Jednym z uczestników spisku jest dowódca karabachskiego batalionu ochotniczego „Czarne Pantery” i weteran wojny o Górski Karabach, Serob Gasparjan, który został zatrzymany. Był on w opozycji do premiera Armenii Nikola Paszyniana z powodu jego wezwań do pokojowego rozwiązania konfliktu z Azerbejdżanem po utracie kontroli nad Karabachem.

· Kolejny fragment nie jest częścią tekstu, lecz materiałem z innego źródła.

//! Deterministic ordering and diversity selection.

use std::cmp::Ordering;
use std::collections::HashSet;

use fairweather_core::{RankedVenue, ScoredVenue};

/// Order two scored venues best first.
///
/// Higher totals come first; ties fall to higher rating, then more reviews,
/// then the lexicographically smaller id. A missing rating or review count
/// sorts below any present value.
#[must_use]
pub fn compare(lhs: &ScoredVenue, rhs: &ScoredVenue) -> Ordering {
    rhs.total_score()
        .total_cmp(&lhs.total_score())
        .then_with(|| {
            descending_option(
                lhs.venue.valid_rating(),
                rhs.venue.valid_rating(),
                f64::total_cmp,
            )
        })
        .then_with(|| {
            descending_option(lhs.venue.review_count, rhs.venue.review_count, u32::cmp)
        })
        .then_with(|| lhs.id().cmp(rhs.id()))
}

fn descending_option<T: Copy>(
    lhs: Option<T>,
    rhs: Option<T>,
    cmp: impl Fn(&T, &T) -> Ordering,
) -> Ordering {
    match (lhs, rhs) {
        (Some(a), Some(b)) => cmp(&b, &a),
        (Some(_), None) => Ordering::Less,
        (None, Some(_)) => Ordering::Greater,
        (None, None) => Ordering::Equal,
    }
}

/// Sort scored venues and number them from 1.
///
/// # Examples
/// ```
/// use fairweather_core::{ScoreBreakdown, ScoredVenue, Venue};
/// use fairweather_rank::rank;
///
/// let scored = |id: &str, total: f64| {
///     ScoredVenue::new(Venue::new(id, id), 0.0, ScoreBreakdown::new(Vec::new(), total, 1.0))
/// };
/// let ranked = rank(vec![scored("b", 40.0), scored("a", 40.0), scored("c", 90.0)]);
/// let order: Vec<_> = ranked.iter().map(|r| (r.rank, r.id().as_str())).collect();
/// assert_eq!(order, vec![(1, "c"), (2, "a"), (3, "b")]);
/// ```
#[must_use]
pub fn rank(mut scored: Vec<ScoredVenue>) -> Vec<RankedVenue> {
    scored.sort_by(compare);
    number(scored.into_iter())
}

fn number(venues: impl Iterator<Item = ScoredVenue>) -> Vec<RankedVenue> {
    venues
        .enumerate()
        .map(|(index, scored)| RankedVenue {
            rank: index + 1,
            scored,
        })
        .collect()
}

/// Pick up to `limit` venues, spreading the top half across primary types.
///
/// The first `ceil(limit / 2)` slots only admit a venue whose primary type
/// has not been used yet; venues without types never conflict. Remaining
/// slots are filled from the ranked order regardless of repeats. The
/// selection is renumbered from 1.
#[must_use]
pub fn select_diverse(ranked: Vec<RankedVenue>, limit: usize) -> Vec<RankedVenue> {
    let distinct_slots = limit.div_ceil(2);
    let mut used_types: HashSet<String> = HashSet::new();
    let mut picked: Vec<ScoredVenue> = Vec::with_capacity(limit.min(ranked.len()));
    let mut rest: Vec<ScoredVenue> = Vec::new();

    for venue in ranked.into_iter().map(|r| r.scored) {
        if picked.len() >= distinct_slots {
            rest.push(venue);
            continue;
        }
        match venue.venue.primary_type().map(str::to_owned) {
            Some(kind) if used_types.contains(&kind) => rest.push(venue),
            Some(kind) => {
                used_types.insert(kind);
                picked.push(venue);
            }
            None => picked.push(venue),
        }
    }

    let remaining = limit.saturating_sub(picked.len());
    picked.extend(rest.into_iter().take(remaining));
    number(picked.into_iter())
}

#[cfg(test)]
mod tests {
    use super::*;
    use fairweather_core::{ScoreBreakdown, Venue};
    use rstest::rstest;

    fn scored(id: &str, total: f64, kind: &str) -> ScoredVenue {
        let venue = Venue::new(id, id).with_types([kind]);
        ScoredVenue::new(venue, 0.0, ScoreBreakdown::new(Vec::new(), total, 1.0))
    }

    fn ids(ranked: &[RankedVenue]) -> Vec<&str> {
        ranked.iter().map(|r| r.id().as_str()).collect()
    }

    #[rstest]
    fn ties_break_on_rating_then_reviews_then_id() {
        let mut rated = scored("rated", 50.0, "cafe");
        rated.venue.rating = Some(4.0);
        let mut reviewed = scored("reviewed", 50.0, "cafe");
        reviewed.venue.rating = Some(4.0);
        reviewed.venue.review_count = Some(10);
        let unrated = scored("a-unrated", 50.0, "cafe");
        let also_unrated = scored("b-unrated", 50.0, "cafe");
        let ranked = rank(vec![also_unrated, unrated, rated, reviewed]);
        assert_eq!(ids(&ranked), vec!["reviewed", "rated", "a-unrated", "b-unrated"]);
        let ranks: Vec<usize> = ranked.iter().map(|r| r.rank).collect();
        assert_eq!(ranks, vec![1, 2, 3, 4]);
    }

    #[rstest]
    fn diversity_spreads_the_top_half() {
        let ranked = rank(vec![
            scored("cafe-1", 90.0, "cafe"),
            scored("cafe-2", 85.0, "cafe"),
            scored("cafe-3", 80.0, "cafe"),
            scored("park-1", 70.0, "park"),
            scored("museum-1", 60.0, "museum"),
        ]);
        let selected = select_diverse(ranked, 4);
        assert_eq!(ids(&selected), vec!["cafe-1", "park-1", "cafe-2", "cafe-3"]);
        let ranks: Vec<usize> = selected.iter().map(|r| r.rank).collect();
        assert_eq!(ranks, vec![1, 2, 3, 4]);
    }

    #[rstest]
    fn untyped_venues_never_conflict() {
        let untyped = |id: &str, total: f64| {
            ScoredVenue::new(Venue::new(id, id), 0.0, ScoreBreakdown::new(Vec::new(), total, 1.0))
        };
        let ranked = rank(vec![untyped("x", 90.0), untyped("y", 80.0), scored("z", 70.0, "bar")]);
        assert_eq!(ids(&select_diverse(ranked, 3)), vec!["x", "y", "z"]);
    }

    #[rstest]
    #[case(0, 0)]
    #[case(2, 2)]
    #[case(10, 3)]
    fn selection_is_capped(#[case] limit: usize, #[case] expected: usize) {
        let ranked = rank(vec![
            scored("a", 3.0, "cafe"),
            scored("b", 2.0, "cafe"),
            scored("c", 1.0, "cafe"),
        ]);
        assert_eq!(select_diverse(ranked, limit).len(), expected);
    }
}
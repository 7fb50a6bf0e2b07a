//! Request and response envelopes for one recommendation call.

use serde::{Deserialize, Serialize};
use thiserror::Error;

use crate::{FinalVenue, GeoPoint, ScoringWeights, UserPreferences, Venue, WeatherObservation};

/// Parameters for a recommendation request.
///
/// Fields are optional at the type level so that incomplete JSON payloads
/// can be rejected with a precise [`RankRequestValidationError`].
///
/// # Examples
/// ```rust
/// use fairweather_core::{GeoPoint, RankRequest, Venue, WeatherObservation};
///
/// let request = RankRequest {
///     weather: Some(WeatherObservation::new(18.0, 800, 1_700_000_000)),
///     candidates: Some(vec![Venue::new("a", "Park").with_location(51.5, -0.1)]),
///     user_location: Some(GeoPoint::new(51.5, -0.12)),
///     ..RankRequest::default()
/// };
/// assert!(request.validate().is_ok());
/// ```
#[derive(Debug, Clone, PartialEq, Default, Serialize, Deserialize)]
#[serde(default)]
pub struct RankRequest {
    /// Current weather at the user's location.
    #[serde(alias = "weatherObservation")]
    pub weather: Option<WeatherObservation>,
    /// Venues to rank.
    #[serde(alias = "candidateVenues", alias = "venues")]
    pub candidates: Option<Vec<Venue>>,
    /// User's current location; falls back to the stored preference.
    #[serde(alias = "userLocation")]
    pub user_location: Option<GeoPoint>,
    /// User's preferences.
    pub preferences: UserPreferences,
    /// Maximum number of venues to return.
    #[serde(alias = "maxResults")]
    pub max_results: Option<usize>,
    /// Mood for this request, overriding the stored preference.
    pub mood: Option<String>,
}

/// Errors returned by [`RankRequest::validate`].
#[derive(Debug, Clone, PartialEq, Error)]
pub enum RankRequestValidationError {
    /// No weather observation was supplied.
    #[error("weather observation is required")]
    MissingWeather,
    /// No candidate list was supplied.
    #[error("candidate venue list is required")]
    MissingCandidates,
    /// Neither the request nor the preferences carried a location.
    #[error("user location is required")]
    MissingUserLocation,
    /// The user location was not finite or outside WGS84 bounds.
    #[error("user location ({lat}, {lng}) is invalid")]
    InvalidUserLocation {
        /// Supplied latitude.
        lat: f64,
        /// Supplied longitude.
        lng: f64,
    },
    /// `max_results` was zero.
    #[error("max results must be positive")]
    ZeroMaxResults,
}

/// Borrowed view of a request that passed validation.
#[derive(Debug, Clone, Copy)]
pub struct ValidatedRequest<'a> {
    /// Weather observation.
    pub weather: &'a WeatherObservation,
    /// Candidate venues.
    pub candidates: &'a [Venue],
    /// Resolved user location.
    pub origin: GeoPoint,
    /// User's preferences.
    pub preferences: &'a UserPreferences,
    /// Requested result cap.
    pub max_results: Option<usize>,
    /// Resolved mood.
    pub mood: Option<&'a str>,
}

impl RankRequest {
    /// Check required fields and resolve the user's location and mood.
    ///
    /// # Errors
    /// Returns [`RankRequestValidationError`] when the weather, candidate
    /// list or user location is missing, the location is invalid, or
    /// `max_results` is zero.
    pub fn validate(&self) -> Result<ValidatedRequest<'_>, RankRequestValidationError> {
        let weather = self
            .weather
            .as_ref()
            .ok_or(RankRequestValidationError::MissingWeather)?;
        let candidates = self
            .candidates
            .as_deref()
            .ok_or(RankRequestValidationError::MissingCandidates)?;
        let origin = self
            .user_location
            .or(self.preferences.location)
            .ok_or(RankRequestValidationError::MissingUserLocation)?;
        if !origin.is_valid() {
            return Err(RankRequestValidationError::InvalidUserLocation {
                lat: origin.lat,
                lng: origin.lng,
            });
        }
        if self.max_results == Some(0) {
            return Err(RankRequestValidationError::ZeroMaxResults);
        }
        let mood = self
            .mood
            .as_deref()
            .or(self.preferences.mood.as_deref())
            .map(str::trim)
            .filter(|m| !m.is_empty());
        Ok(ValidatedRequest {
            weather,
            candidates,
            origin,
            preferences: &self.preferences,
            max_results: self.max_results,
            mood,
        })
    }
}

/// Metadata describing how a response was produced.
#[derive(Debug, Clone, PartialEq, Serialize)]
pub struct ResponseMetadata {
    /// Number of candidates received.
    pub total_processed: usize,
    /// Number of venues returned.
    pub returned: usize,
    /// Whether an external reranker reordered the list.
    pub ai_reranking_applied: bool,
    /// Severity of the weather context.
    pub weather_severity: f64,
    /// Weight vector used for scoring.
    pub weights_used: ScoringWeights,
    /// Response time in seconds since the Unix epoch.
    pub timestamp: u64,
}

/// Ranked venues plus metadata.
#[derive(Debug, Clone, PartialEq, Serialize)]
pub struct RankResponse {
    /// Venues in final order.
    pub venues: Vec<FinalVenue>,
    /// How the list was produced.
    pub metadata: ResponseMetadata,
}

Najemnicy z Ormiańskiego Batalionu

Portal Ważne Historie przypomina, czym jest Ormiański Batalion. To jednostka, która zaczęła powstawać we wrześniu 2022 roku i została ostatecznie sformowana w 2023 roku. Obecnie jest częścią tak zwanej Międzynarodowej Brygady „Piatnaszka”, podległej CzWK Redut, czyli firmie najemniczej kontrolowanej przez rosyjskie Ministerstwo Obrony. W skład „Piatnaszki” tradycyjnie wchodzą najemnicy z Zakaukazia i rosyjscy narodowi bolszewicy.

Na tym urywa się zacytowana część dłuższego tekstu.